Former Republican presidential candidate John Kasich, who suspended his campaign earlier in May, ruled out the possibility of running a third party bid on 16 May. In an interview with CNN's Anderson Cooper, the Ohio governor acknowledged he had been approached about launching an independent run but would not confirm whether 2012 GOP nominee Mitt Romney had been the one to ask.
"I don't want to get into who—I've had a phone call with somebody that wanted me to run, consider running as [a] third-party candidate," Kasich said in a preview of the interview, set to air on Monday (16 May) night.
"No, I'm not gonna do that," he responded when asked if he was considering launching a third party candidacy. "Well, I think that—I gave it my best where I am, and I just think running third party, it doesn't feel right. I think it's not constructive."
Kasich continued, "A third party candidacy would be viewed as kind of a silly thing. And I don't think it's appropriate. I just don't think it would be the right thing to do."
Donald Trump, who became the GOP's presumptive nominee when Kasich and Ted Cruz dropped out following the Indiana primary on 3 May, has yet to comment on the rumours concerning a third party run for Kasich. However, the billionaire real estate mogul did encourage Democratic rival Bernie Sanders to run as an independent.
"Bernie Sanders is being treated very badly by the Dems.
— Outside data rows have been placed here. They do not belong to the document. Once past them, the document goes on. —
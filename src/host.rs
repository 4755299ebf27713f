//! Fixed-timestep driver for a host loop
//!
//! The core only defines `Session::advance`. `Game` is one way to schedule it:
//! feed it real frame times and it runs whole ticks out of an accumulator,
//! stops scheduling on game over, and resumes when input restarts the run.
//! `SharedGame` serializes access for hosts that deliver input on another
//! thread than the one drawing frames.

use std::sync::{Arc, Mutex, MutexGuard, PoisonError};

use crate::autopilot::Autopilot;
use crate::consts::{MAX_SUBSTEPS, SIM_DT};
use crate::sim::{InputAction, Session, Snapshot};

/// Longest frame time fed into the accumulator (s)
const MAX_FRAME_DT: f32 = 0.1;

/// Game instance holding the session and its tick schedule
#[derive(Debug, Clone)]
pub struct Game {
    session: Session,
    accumulator: f32,
    /// Whether ticks are currently scheduled
    ticking: bool,
    /// Idle/demo mode - autopilot plays the game
    autopilot: Option<Autopilot>,
}

impl Game {
    pub fn new(session: Session) -> Self {
        Self {
            session,
            accumulator: 0.0,
            ticking: false,
            autopilot: None,
        }
    }

    pub fn with_autopilot(mut self, autopilot: Autopilot) -> Self {
        self.autopilot = Some(autopilot);
        self
    }

    /// Viewport known or changed: reset and (re)start ticking
    pub fn on_viewport_resized(&mut self, width: f32, height: f32) {
        self.session.on_viewport_resized(width, height);
        if self.session.viewport().is_some() {
            self.start();
        }
    }

    /// Tap/click/space. Restarting after game over also restarts ticking.
    pub fn on_primary_input(&mut self) -> InputAction {
        let action = self.session.on_primary_input();
        if action == InputAction::Restarted {
            log::info!("Restarted after game over");
            self.start();
        }
        action
    }

    fn start(&mut self) {
        self.accumulator = 0.0;
        self.ticking = true;
    }

    /// Run simulation ticks for `dt` seconds of wall time.
    /// Returns the number of ticks run.
    pub fn update(&mut self, dt: f32) -> u32 {
        if !self.ticking {
            return 0;
        }
        if !dt.is_finite() {
            log::warn!("Ignoring non-finite frame time {}", dt);
            return 0;
        }
        self.accumulator += dt.clamp(0.0, MAX_FRAME_DT);

        let mut substeps = 0;
        while self.accumulator >= SIM_DT && substeps < MAX_SUBSTEPS {
            let flap = self
                .autopilot
                .as_ref()
                .is_some_and(|pilot| pilot.should_flap(&self.session));
            if flap {
                self.session.apply_impulse();
            }

            let outcome = self.session.advance();
            self.accumulator -= SIM_DT;
            substeps += 1;

            if !outcome.should_continue() {
                self.ticking = false;
                self.accumulator = 0.0;
                break;
            }
        }
        substeps
    }

    /// Whether the host should keep delivering frames to `update`
    pub fn is_ticking(&self) -> bool {
        self.ticking
    }

    pub fn session(&self) -> &Session {
        &self.session
    }

    pub fn snapshot(&self) -> Snapshot {
        self.session.snapshot()
    }
}

/// `Game` behind a single mutex
#[derive(Debug, Clone)]
pub struct SharedGame {
    inner: Arc<Mutex<Game>>,
}

impl SharedGame {
    pub fn new(game: Game) -> Self {
        Self {
            inner: Arc::new(Mutex::new(game)),
        }
    }

    /// Lock the game. A panic in another holder leaves plain numeric state
    /// behind, so a poisoned lock is recovered rather than propagated.
    pub fn lock(&self) -> MutexGuard<'_, Game> {
        self.inner.lock().unwrap_or_else(PoisonError::into_inner)
    }

    pub fn on_viewport_resized(&self, width: f32, height: f32) {
        self.lock().on_viewport_resized(width, height);
    }

    pub fn on_primary_input(&self) -> InputAction {
        self.lock().on_primary_input()
    }

    pub fn update(&self, dt: f32) -> u32 {
        self.lock().update(dt)
    }

    pub fn snapshot(&self) -> Snapshot {
        self.lock().snapshot()
    }
}
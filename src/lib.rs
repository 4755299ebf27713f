//! Flap Core - simulation core for a tap-to-flap arcade game
//!
//! Core modules:
//! - `sim`: Deterministic simulation (physics, pipe pool, scoring, collisions)
//! - `tuning`: Data-driven physics constants
//! - `autopilot`: Demo/idle-mode controller
//! - `host`: Fixed-timestep driver for a host loop

pub mod autopilot;
pub mod host;
pub mod sim;
pub mod tuning;

pub use autopilot::Autopilot;
pub use host::{Game, SharedGame};
pub use sim::{GamePhase, Session, TickOutcome};
pub use tuning::{Tuning, TuningError};

/// Game configuration constants
pub mod consts {
    /// Fixed simulation timestep (60 Hz, one tick per ~16ms frame)
    pub const SIM_DT: f32 = 1.0 / 60.0;
    /// Maximum substeps per frame to prevent spiral of death
    pub const MAX_SUBSTEPS: u32 = 4;

    /// Number of pipe pairs in the recycled pool
    pub const NUM_PIPES: usize = 3;

    /// Bird horizontal position as a fraction of viewport width
    pub const BIRD_X_FRACTION: f32 = 0.35;
    /// Bird starting height as a fraction of viewport height
    pub const BIRD_Y_FRACTION: f32 = 0.5;
    /// Bird radius as a fraction of the shorter viewport side
    pub const BIRD_RADIUS_FRACTION: f32 = 0.03;

    /// Default seed used by hosts that don't supply one
    pub const DEFAULT_SEED: u64 = 0x5eed_f1a9;
}
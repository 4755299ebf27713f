//! Read-only view of a session for rendering
//!
//! Hosts draw from a `Snapshot` and never touch the session directly.
//! `rect_instances` flattens it into GPU-ready instance data.

use bytemuck::{Pod, Zeroable};
use glam::Vec2;
use serde::{Deserialize, Serialize};

use super::collision::Rect;
use super::state::{GamePhase, Session, Viewport};
use crate::consts::NUM_PIPES;

/// Number of rect instances in a frame: the bird plus two segments per pipe
pub const INSTANCE_COUNT: usize = 1 + NUM_PIPES * 2;

#[derive(Debug, Clone, Copy, PartialEq, Serialize, Deserialize)]
pub struct BirdView {
    pub pos: Vec2,
    pub radius: f32,
    pub vel: f32,
}

#[derive(Debug, Clone, Copy, PartialEq, Serialize, Deserialize)]
pub struct PipeView {
    pub top: Rect,
    pub bottom: Rect,
    pub scored: bool,
}

/// Everything a renderer or HUD needs for one frame
#[derive(Debug, Clone, PartialEq, Serialize, Deserialize)]
pub struct Snapshot {
    pub phase: GamePhase,
    pub score: u32,
    pub time_ticks: u64,
    pub viewport: Option<Viewport>,
    pub bird: BirdView,
    pub pipes: [PipeView; NUM_PIPES],
}

/// Instance kinds, used by shaders to pick a color
pub mod kinds {
    pub const BIRD: u32 = 0;
    pub const PIPE_TOP: u32 = 1;
    pub const PIPE_BOTTOM: u32 = 2;
}

/// One axis-aligned quad for instanced drawing
#[repr(C)]
#[derive(Copy, Clone, Debug, PartialEq, Pod, Zeroable)]
pub struct RectInstance {
    pub min: [f32; 2],
    pub max: [f32; 2],
    pub kind: u32,
    pub _pad: [u32; 3],
}

impl RectInstance {
    pub const fn new(rect: Rect, kind: u32) -> Self {
        Self {
            min: [rect.left, rect.top],
            max: [rect.right, rect.bottom],
            kind,
            _pad: [0; 3],
        }
    }
}

impl Snapshot {
    pub fn capture(session: &Session) -> Self {
        let bird = session.bird();
        let rects = session.pipe_rects();
        let mut pipes = [PipeView {
            top: Rect::default(),
            bottom: Rect::default(),
            scored: false,
        }; NUM_PIPES];
        for ((view, (top, bottom)), pipe) in pipes.iter_mut().zip(rects).zip(session.pipes()) {
            *view = PipeView {
                top,
                bottom,
                scored: pipe.scored,
            };
        }

        Self {
            phase: session.phase(),
            score: session.score(),
            time_ticks: session.time_ticks(),
            viewport: session.viewport(),
            bird: BirdView {
                pos: bird.pos,
                radius: bird.radius,
                vel: bird.vel,
            },
            pipes,
        }
    }

    pub fn is_over(&self) -> bool {
        self.phase == GamePhase::GameOver
    }

    /// Bird box followed by top/bottom segments in slot order.
    /// Inverted segments (short viewports) are emitted as zero-size quads.
    pub fn rect_instances(&self) -> [RectInstance; INSTANCE_COUNT] {
        let mut out = [RectInstance::zeroed(); INSTANCE_COUNT];
        out[0] = RectInstance::new(Rect::around(self.bird.pos, self.bird.radius), kinds::BIRD);
        for (i, pipe) in self.pipes.iter().enumerate() {
            out[1 + i * 2] = RectInstance::new(clamp_empty(pipe.top), kinds::PIPE_TOP);
            out[2 + i * 2] = RectInstance::new(clamp_empty(pipe.bottom), kinds::PIPE_BOTTOM);
        }
        out
    }
}

fn clamp_empty(rect: Rect) -> Rect {
    if rect.is_empty() {
        Rect::new(rect.left, rect.top, rect.left, rect.top)
    } else {
        rect
    }
}

#[cfg(test)]
mod tests {
    use super::*;
    use crate::tuning::Tuning;

    #[test]
    fn test_snapshot_matches_session() {
        let mut session = Session::new(Tuning::default(), 21);
        session.on_viewport_resized(400.0, 800.0);
        session.advance();

        let snap = session.snapshot();
        assert_eq!(snap.phase, GamePhase::Running);
        assert_eq!(snap.score, 0);
        assert_eq!(snap.time_ticks, 1);
        assert_eq!(snap.bird.pos, session.bird().pos);
        assert_eq!(snap.bird.radius, 12.0);
        for (view, pipe) in snap.pipes.iter().zip(session.pipes()) {
            assert_eq!(view.top.left, pipe.x);
            assert_eq!(view.top.bottom, pipe.gate_top);
            assert_eq!(view.bottom.bottom, 800.0);
        }
    }

    #[test]
    fn test_rect_instances_layout() {
        let mut session = Session::new(Tuning::default(), 21);
        session.on_viewport_resized(400.0, 800.0);
        let snap = session.snapshot();
        let instances = snap.rect_instances();

        assert_eq!(instances[0].kind, kinds::BIRD);
        assert_eq!(instances[0].min, [128.0, 388.0]);
        assert_eq!(instances[0].max, [152.0, 412.0]);
        assert_eq!(instances[1].kind, kinds::PIPE_TOP);
        assert_eq!(instances[2].kind, kinds::PIPE_BOTTOM);

        let bytes: &[u8] = bytemuck::cast_slice(&instances);
        assert_eq!(bytes.len(), INSTANCE_COUNT * std::mem::size_of::<RectInstance>());
        assert_eq!(std::mem::size_of::<RectInstance>(), 32);
    }

    #[test]
    fn test_short_viewport_emits_empty_top() {
        let mut session = Session::new(Tuning::default(), 21);
        session.on_viewport_resized(400.0, 100.0);
        let instances = session.snapshot().rect_instances();
        // Gate centered at -40: the top segment is inverted
        assert_eq!(instances[1].min, instances[1].max);
    }

    #[test]
    fn test_snapshot_serializes() {
        let mut session = Session::new(Tuning::default(), 21);
        session.on_viewport_resized(400.0, 800.0);
        let json = serde_json::to_string(&session.snapshot()).unwrap();
        let back: Snapshot = serde_json::from_str(&json).unwrap();
        assert_eq!(back, session.snapshot());
    }
}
The system is rigged against him. He should run as an independent! Run Bernie, run." Trump tweeted after reports of the chaos at the Nevada Democratic Convention.
While a third party run for Sanders would definitely spell bad news for Democratic likely nominee Hillary Clinton, it would not be all that great from Trump either. Poll after general election matchup poll shows Sanders easily beating Trump by double digit margins. Those same polls show Clinton can also defeat Trump in a general election but by much closer margins.